Your instructions:
Among the entries that follow, how many lines contain the string "Defined"? Answer with that number only.

Provided records Start Marker

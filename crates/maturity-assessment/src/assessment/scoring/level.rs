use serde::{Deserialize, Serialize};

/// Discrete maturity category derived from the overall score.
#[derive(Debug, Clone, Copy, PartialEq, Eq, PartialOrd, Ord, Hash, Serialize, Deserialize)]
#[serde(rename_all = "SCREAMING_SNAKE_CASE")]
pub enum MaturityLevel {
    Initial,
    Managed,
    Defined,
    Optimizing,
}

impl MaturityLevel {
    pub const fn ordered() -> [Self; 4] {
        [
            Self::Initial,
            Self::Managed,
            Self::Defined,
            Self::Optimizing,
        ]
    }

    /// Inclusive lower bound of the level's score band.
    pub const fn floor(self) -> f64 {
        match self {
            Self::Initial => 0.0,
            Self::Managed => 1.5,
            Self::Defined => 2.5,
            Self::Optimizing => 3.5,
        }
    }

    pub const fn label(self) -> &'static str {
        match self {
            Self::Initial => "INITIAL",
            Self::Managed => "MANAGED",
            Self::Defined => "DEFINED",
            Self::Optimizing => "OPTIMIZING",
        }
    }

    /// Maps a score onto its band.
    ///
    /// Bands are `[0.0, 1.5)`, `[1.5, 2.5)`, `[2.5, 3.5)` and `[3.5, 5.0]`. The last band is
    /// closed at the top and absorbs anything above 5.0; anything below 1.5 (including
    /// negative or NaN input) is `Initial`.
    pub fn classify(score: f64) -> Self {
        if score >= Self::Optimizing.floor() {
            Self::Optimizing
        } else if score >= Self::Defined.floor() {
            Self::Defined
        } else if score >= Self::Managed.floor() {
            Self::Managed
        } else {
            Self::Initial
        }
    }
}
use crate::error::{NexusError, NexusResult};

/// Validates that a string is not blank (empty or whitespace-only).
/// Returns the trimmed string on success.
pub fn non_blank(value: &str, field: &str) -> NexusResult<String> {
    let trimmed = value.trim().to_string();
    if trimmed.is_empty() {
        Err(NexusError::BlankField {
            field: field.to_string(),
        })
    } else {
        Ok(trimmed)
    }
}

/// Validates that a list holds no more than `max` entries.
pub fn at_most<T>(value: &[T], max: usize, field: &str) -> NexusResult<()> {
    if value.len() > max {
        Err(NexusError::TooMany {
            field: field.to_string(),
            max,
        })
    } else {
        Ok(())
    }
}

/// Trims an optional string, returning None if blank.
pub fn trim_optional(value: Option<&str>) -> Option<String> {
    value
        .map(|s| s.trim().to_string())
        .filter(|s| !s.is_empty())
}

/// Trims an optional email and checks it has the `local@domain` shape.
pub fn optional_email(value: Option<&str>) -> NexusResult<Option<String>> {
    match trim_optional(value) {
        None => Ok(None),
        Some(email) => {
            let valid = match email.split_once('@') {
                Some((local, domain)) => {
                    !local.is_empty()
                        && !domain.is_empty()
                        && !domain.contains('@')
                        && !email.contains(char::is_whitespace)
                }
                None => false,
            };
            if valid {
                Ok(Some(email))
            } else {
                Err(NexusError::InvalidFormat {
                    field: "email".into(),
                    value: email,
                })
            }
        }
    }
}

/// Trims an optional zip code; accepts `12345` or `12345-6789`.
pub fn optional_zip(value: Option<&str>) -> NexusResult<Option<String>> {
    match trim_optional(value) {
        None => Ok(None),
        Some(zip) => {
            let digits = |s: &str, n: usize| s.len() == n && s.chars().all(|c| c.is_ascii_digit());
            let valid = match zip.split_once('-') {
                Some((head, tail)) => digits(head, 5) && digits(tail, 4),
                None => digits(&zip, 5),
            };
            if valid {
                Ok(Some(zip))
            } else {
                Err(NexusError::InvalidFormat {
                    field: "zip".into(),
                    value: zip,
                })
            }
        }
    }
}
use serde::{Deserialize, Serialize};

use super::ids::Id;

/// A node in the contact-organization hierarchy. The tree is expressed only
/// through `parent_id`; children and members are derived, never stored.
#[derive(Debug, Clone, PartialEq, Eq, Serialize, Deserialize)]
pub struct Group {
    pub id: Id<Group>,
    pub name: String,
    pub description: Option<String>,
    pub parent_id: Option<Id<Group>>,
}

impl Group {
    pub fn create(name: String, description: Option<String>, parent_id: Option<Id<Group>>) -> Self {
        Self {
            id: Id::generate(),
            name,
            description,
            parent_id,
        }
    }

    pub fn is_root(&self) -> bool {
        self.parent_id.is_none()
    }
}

Provided records End Marker

Response area:
6